張舒 華中農(nóng)業(yè)大學(xué)
病原菌對環(huán)境刺激的應(yīng)答有多種途徑,其中包括在特殊環(huán)境中調(diào)節(jié)基因的表達(dá)以優(yōu)化其增殖能力。在感染時生長在宿主體內(nèi)的病原菌通過誘導(dǎo)或抑制基因來優(yōu)化生長狀態(tài)。體內(nèi)特異誘導(dǎo)的基因可能導(dǎo)致宿主的侵入性致病,也可能是潛在毒力因子。
體內(nèi)誘導(dǎo)抗原技術(shù)中一定大小病原體基因組隨機片段被克隆到一個或多個在感染的動物模型中生長所必須的缺乏啟動子的報告基因之前。這個系統(tǒng)依賴于體內(nèi)生長條件下正向選擇來鑒定基因,主要局限性在于在體內(nèi)只有瞬間表達(dá)或表達(dá)量較低的ivi基因很難或不能被鑒定出來。相比之下,信號標(biāo)簽誘變(STM)是一種負(fù)向選擇技術(shù),基于在一個適當(dāng)?shù)膭游锬P椭杏幸幌盗羞B續(xù)的信號的細(xì)菌突變株。
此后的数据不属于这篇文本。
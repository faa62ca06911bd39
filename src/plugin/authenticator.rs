use log::{debug, error, info};

use super::Authenticator;
use crate::{
    acme::{AnnotatedChallenge, ChallengeType, Http01Response, HttpSelfVerifier, SelfVerifier},
    config::PluginConfig,
    error::PluginError,
    storage::{ObjectStore, StorageSession, SwiftStore},
};

/// Fulfils HTTP-01 challenges by publishing the validation resource to a
/// storage container that backs the site's webroot.
pub struct StorageAuthenticator {
    config: PluginConfig,
    store: Box<dyn ObjectStore>,
    verifier: Box<dyn SelfVerifier>,
}

impl StorageAuthenticator {
    pub fn new(
        config: PluginConfig,
        store: Box<dyn ObjectStore>,
        verifier: Box<dyn SelfVerifier>,
    ) -> Self {
        Self {
            config,
            store,
            verifier,
        }
    }

    /// Swift storage with HTTP self-verification.
    pub fn from_config(config: PluginConfig) -> Self {
        let store = SwiftStore::new(
            config.auth_url.clone(),
            config.user.clone(),
            config.key.clone(),
        );
        Self::new(config, Box::new(store), Box::new(HttpSelfVerifier::new()))
    }

    pub fn config(&self) -> &PluginConfig {
        &self.config
    }

    /// Opens a fresh authenticated session; nothing is reused between calls.
    pub fn get_connection(&self) -> Result<Box<dyn StorageSession>, PluginError> {
        Ok(self.store.open_session()?)
    }

    fn perform_single(
        &self,
        container: &str,
        achall: &AnnotatedChallenge,
    ) -> Result<Option<Http01Response>, PluginError> {
        let (response, validation) = achall.response_and_validation();
        let path = achall.path();
        let session = self.get_connection()?;

        session.put_object(container, &path, &validation, Some("text/plain"))?;
        debug!(
            "[webroot] uploaded {} bytes to {}/{} for {}",
            validation.len(),
            container,
            path,
            achall.domain
        );

        if self.verifier.simple_verify(
            &response,
            &achall.challenge,
            &achall.domain,
            &achall.account_key,
            self.config.http01_port,
        ) {
            info!("[webroot] self-verify of {} succeeded", achall.domain);
            Ok(Some(response))
        } else {
            error!("[webroot] self-verify of challenge for {} failed", achall.domain);
            Ok(None)
        }
    }
}

impl Authenticator for StorageAuthenticator {
    fn description(&self) -> &'static str {
        "Obtain certificates using a webroot on Selectel storage"
    }

    fn more_info(&self) -> String {
        "Authenticator plugin that performs http-01 challenge by saving necessary \
         validation resources to Selectel storage"
            .to_string()
    }

    fn prepare(&self) -> Result<(), PluginError> {
        self.config.require_container().map(|_| ())
    }

    fn get_chall_pref(&self, _domain: &str) -> Vec<ChallengeType> {
        vec![ChallengeType::Http01]
    }

    fn perform(
        &self,
        challenges: &[AnnotatedChallenge],
    ) -> Result<Vec<Option<Http01Response>>, PluginError> {
        if challenges.is_empty() {
            return Ok(Vec::new());
        }
        let container = self.config.require_container()?;
        let mut responses = Vec::with_capacity(challenges.len());
        for achall in challenges {
            responses.push(self.perform_single(container, achall)?);
        }
        Ok(responses)
    }

    fn cleanup(&self, challenges: &[AnnotatedChallenge]) -> Result<(), PluginError> {
        if challenges.is_empty() {
            return Ok(());
        }
        let container = self.config.require_container()?;
        for achall in challenges {
            let session = self.get_connection()?;
            let path = achall.path();
            session.delete_object(container, &path)?;
            debug!("[webroot] removed {}/{} for {}", container, path, achall.domain);
        }
        Ok(())
    }
}
use log::debug;
use reqwest::Url;

use super::StorageError;
use super::http;

/// Status and body of a certificate upload.
#[derive(Debug, Clone, PartialEq, Eq)]
pub struct UploadResponse {
    pub status: u16,
    pub body: String,
}

impl UploadResponse {
    pub fn is_ok(&self) -> bool {
        self.status == 200
    }
}

/// Raw requests against the certificate upload endpoint.
pub trait UploadTransport: Send + Sync {
    /// Issues a DELETE and returns its status code.
    fn delete(&self, url: &str, token: &str) -> Result<u16, StorageError>;

    /// Issues a PUT with `body` and returns status and response text.
    fn put(&self, url: &str, token: &str, body: Vec<u8>) -> Result<UploadResponse, StorageError>;
}

pub struct HttpUploadTransport;

impl UploadTransport for HttpUploadTransport {
    fn delete(&self, url: &str, token: &str) -> Result<u16, StorageError> {
        debug!("[upload] DELETE {}", url);
        let response = http::client()
            .delete(url)
            .header("X-Auth-Token", token)
            .send()
            .map_err(|err| http::transport_error("certificate delete", err))?;
        Ok(response.status().as_u16())
    }

    fn put(&self, url: &str, token: &str, body: Vec<u8>) -> Result<UploadResponse, StorageError> {
        debug!("[upload] PUT {} ({} bytes)", url, body.len());
        let response = http::client()
            .put(url)
            .header("X-Auth-Token", token)
            .body(body)
            .send()
            .map_err(|err| http::transport_error("certificate upload", err))?;
        let status = response.status().as_u16();
        let body = response.text().unwrap_or_default();
        Ok(UploadResponse { status, body })
    }
}

/// Resolves `name` against `base` the way a browser resolves a relative
/// link: a base ending in `/` gets the name appended, otherwise its last
/// segment is replaced.
pub fn join_upload_url(base: &str, name: &str) -> Result<String, StorageError> {
    let base = Url::parse(base)
        .map_err(|err| StorageError::Transport(format!("invalid upload url {base}: {err}")))?;
    // "./" keeps names containing ':' from parsing as a scheme.
    let joined = base
        .join(&format!("./{name}"))
        .map_err(|err| StorageError::Transport(format!("invalid object name {name}: {err}")))?;
    Ok(joined.to_string())
}
use std::path::{Path, PathBuf};

use crate::{
    acme::{AnnotatedChallenge, ChallengeType, Http01Response},
    config::PluginConfig,
    error::PluginError,
};

mod authenticator;
mod installer;
mod lineage;

pub use authenticator::StorageAuthenticator;
pub use installer::StorageInstaller;
pub use lineage::Lineage;

/// Contract the orchestrator drives to prove control of domains.
pub trait Authenticator {
    fn description(&self) -> &'static str;
    fn more_info(&self) -> String;
    fn prepare(&self) -> Result<(), PluginError>;
    fn get_chall_pref(&self, domain: &str) -> Vec<ChallengeType>;

    /// One entry per challenge, in input order. `None` marks a challenge whose
    /// resource was published but failed self-verification.
    fn perform(
        &self,
        challenges: &[AnnotatedChallenge],
    ) -> Result<Vec<Option<Http01Response>>, PluginError>;

    fn cleanup(&self, challenges: &[AnnotatedChallenge]) -> Result<(), PluginError>;
}

/// Contract the orchestrator drives to install an issued certificate.
///
/// Only `deploy_cert` does work here; the hooks for host configuration
/// management default to no-ops.
pub trait Installer {
    fn description(&self) -> &'static str;

    fn more_info(&self) -> String {
        String::new()
    }

    fn prepare(&self) -> Result<(), PluginError> {
        Ok(())
    }

    fn get_all_names(&self) -> Vec<String> {
        Vec::new()
    }

    fn deploy_cert(
        &self,
        domain: &str,
        cert_path: &Path,
        key_path: &Path,
        chain_path: &Path,
        fullchain_path: &Path,
    ) -> Result<(), PluginError>;

    fn enhance(
        &self,
        _domain: &str,
        _enhancement: &str,
        _options: Option<&[String]>,
    ) -> Result<(), PluginError> {
        Ok(())
    }

    fn supported_enhancements(&self) -> Vec<String> {
        Vec::new()
    }

    /// `(cert, key, config file)` triples managed by the installer.
    fn get_all_certs_keys(&self) -> Vec<(PathBuf, PathBuf, PathBuf)> {
        Vec::new()
    }

    fn save(&self, _title: Option<&str>, _temporary: bool) -> Result<(), PluginError> {
        Ok(())
    }

    fn rollback_checkpoints(&self, _rollback: usize) -> Result<(), PluginError> {
        Ok(())
    }

    fn recovery_routine(&self) -> Result<(), PluginError> {
        Ok(())
    }

    fn view_config_changes(&self) -> Result<(), PluginError> {
        Ok(())
    }

    fn config_test(&self) -> Result<(), PluginError> {
        Ok(())
    }

    fn restart(&self) -> Result<(), PluginError> {
        Ok(())
    }

    /// Installers that also redeploy on `renew` return themselves here.
    fn as_renew_deployer(&self) -> Option<&dyn RenewDeployer> {
        None
    }
}

/// Invoked by the orchestrator after a lineage has been renewed.
pub trait RenewDeployer {
    fn renew_deploy(&self, lineage: &Lineage) -> Result<(), PluginError>;
}

#[derive(Debug, Clone, Copy, PartialEq, Eq)]
pub enum PluginKind {
    Authenticator,
    Installer,
}

/// A command line option the orchestrator registers on the plugin's behalf.
#[derive(Debug, Clone, Copy, PartialEq, Eq)]
pub struct PluginOption {
    pub name: &'static str,
    pub help: &'static str,
}

#[derive(Debug)]
pub struct PluginEntry {
    pub name: &'static str,
    pub kind: PluginKind,
    pub description: &'static str,
    pub options: &'static [PluginOption],
    pub renew_deployer: bool,
}

const AUTH_URL_OPTION: PluginOption = PluginOption {
    name: "auth-url",
    help: "Storage auth URL (default: https://api.selcdn.ru/auth/v1.0)",
};
const USER_OPTION: PluginOption = PluginOption {
    name: "user",
    help: "User name",
};
const KEY_OPTION: PluginOption = PluginOption {
    name: "key",
    help: "Password",
};

pub static PLUGINS: &[PluginEntry] = &[
    PluginEntry {
        name: "auth",
        kind: PluginKind::Authenticator,
        description: "Obtain certificates using a webroot on Selectel storage",
        options: &[
            AUTH_URL_OPTION,
            USER_OPTION,
            KEY_OPTION,
            PluginOption {
                name: "container",
                help: "Container Name",
            },
            PluginOption {
                name: "http01-port",
                help: "Port used for the http-01 self-check (default: 80)",
            },
        ],
        renew_deployer: false,
    },
    PluginEntry {
        name: "installer",
        kind: PluginKind::Installer,
        description: "Selectel storage installer",
        options: &[
            AUTH_URL_OPTION,
            USER_OPTION,
            KEY_OPTION,
            PluginOption {
                name: "upload-url",
                help: "Certificate upload URL (default: https://api.selcdn.ru/v1/ssl/)",
            },
        ],
        renew_deployer: true,
    },
];

pub fn find_plugin(name: &str) -> Option<&'static PluginEntry> {
    PLUGINS.iter().find(|entry| entry.name == name)
}

pub fn authenticator_for(
    name: &str,
    config: PluginConfig,
) -> Result<Box<dyn Authenticator>, PluginError> {
    match find_plugin(name) {
        Some(entry) if entry.kind == PluginKind::Authenticator => {
            Ok(Box::new(StorageAuthenticator::from_config(config)))
        }
        Some(_) => Err(PluginError::Config(format!(
            "plugin '{name}' is not an authenticator"
        ))),
        None => Err(PluginError::Config(format!("unknown plugin '{name}'"))),
    }
}

pub fn installer_for(name: &str, config: PluginConfig) -> Result<Box<dyn Installer>, PluginError> {
    match find_plugin(name) {
        Some(entry) if entry.kind == PluginKind::Installer => {
            Ok(Box::new(StorageInstaller::from_config(config)))
        }
        Some(_) => Err(PluginError::Config(format!(
            "plugin '{name}' is not an installer"
        ))),
        None => Err(PluginError::Config(format!("unknown plugin '{name}'"))),
    }
}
動物康復(fù)后組織通常是無菌的,利用PCR及膜雜交技術(shù),把經(jīng)過宿主選擇存活下來的突變株與在培養(yǎng)基中培養(yǎng)的全部突變株相比較,從而選擇出不能在宿主體內(nèi)存活的毒力基因缺失株, STM不能鑒定那些對宿主致病有重要作用,但不明顯影響病原菌在宿主體內(nèi)生存能力的毒力因子。差異熒光誘導(dǎo)技術(shù)(DFI)需要從病原菌種群中分離具有熒光活性的細(xì)胞群,將綠熒光蛋白基因插入到啟動子文庫的下游。將含有有活性的啟動子和綠熒光蛋白的融合克隆從缺少綠熒光蛋白表達(dá)的克隆中分離出來,從而得到只在體內(nèi)或細(xì)胞環(huán)境中表達(dá)的ivi基因啟動子。這幾種策略的共同點就是都需要適合的動物模型。
與大多數(shù)技術(shù)一樣,作為一種方便經(jīng)濟的鑒定在體內(nèi)特異表達(dá)的免疫抗原的方法,體內(nèi)誘導(dǎo)抗原技術(shù)也具有優(yōu)點和局限性,其優(yōu)點主要在于:可用于鑒定急慢性感染中在體內(nèi)特異表達(dá)免疫原型抗原,可鑒定混合感染與體內(nèi)表達(dá)的抗原;可使用感染宿主本身的樣本,不需要動物模型;可同時捕獲外膜蛋白和分泌蛋白進(jìn)行治療,疫苗研究和診斷方面的研究??蓜?chuàng)建一個包含多個菌株的DNA基因組表達(dá)文庫,當(dāng)病原體是高毒力菌株或沒有經(jīng)過減毒的不安全菌株時,允許使用互補的弱毒菌株;血清的混合可以盡可能減小個體免疫差異;可檢測瞬時基因表達(dá)和病原感染的不同階段及路徑。
其不足點主要有:反應(yīng)克隆可能是繼發(fā)于交叉反應(yīng),產(chǎn)生假陽性;僅使用的恢復(fù)期血清,不能檢測細(xì)胞免疫反應(yīng)僅適用于可培訓(xùn)的病原菌;大腸桿菌基因組表達(dá)文庫的構(gòu)建可能導(dǎo)致各種表達(dá)密碼子的偏好,酶切位點的限制和毒性抗原的過表達(dá)。
從上述情況中可知,首先在鑒定人類感染中的基因表達(dá)時具有極其重要的優(yōu)越性,還可應(yīng)用于急性或慢性感染,鑒定不同途徑和不同臨床過程的獲得性免疫,最重要的是,可以應(yīng)用于人類樣本。但是,該技術(shù)不能鑒定出所有毒力相關(guān)基因,無法鑒定體內(nèi)體外都有表達(dá)的基因和不能在大腸桿菌系統(tǒng)中有效表達(dá)的基因。由于免疫的交叉反應(yīng),一些基因的旁系同源物也會被篩選出來。單一抗原表位的假定陽性基因作為免疫探針有助于篩選體內(nèi)特異表達(dá)基因。鑒定出的免疫反應(yīng)蛋白并不意味著這些蛋白具有免疫保護(hù)力。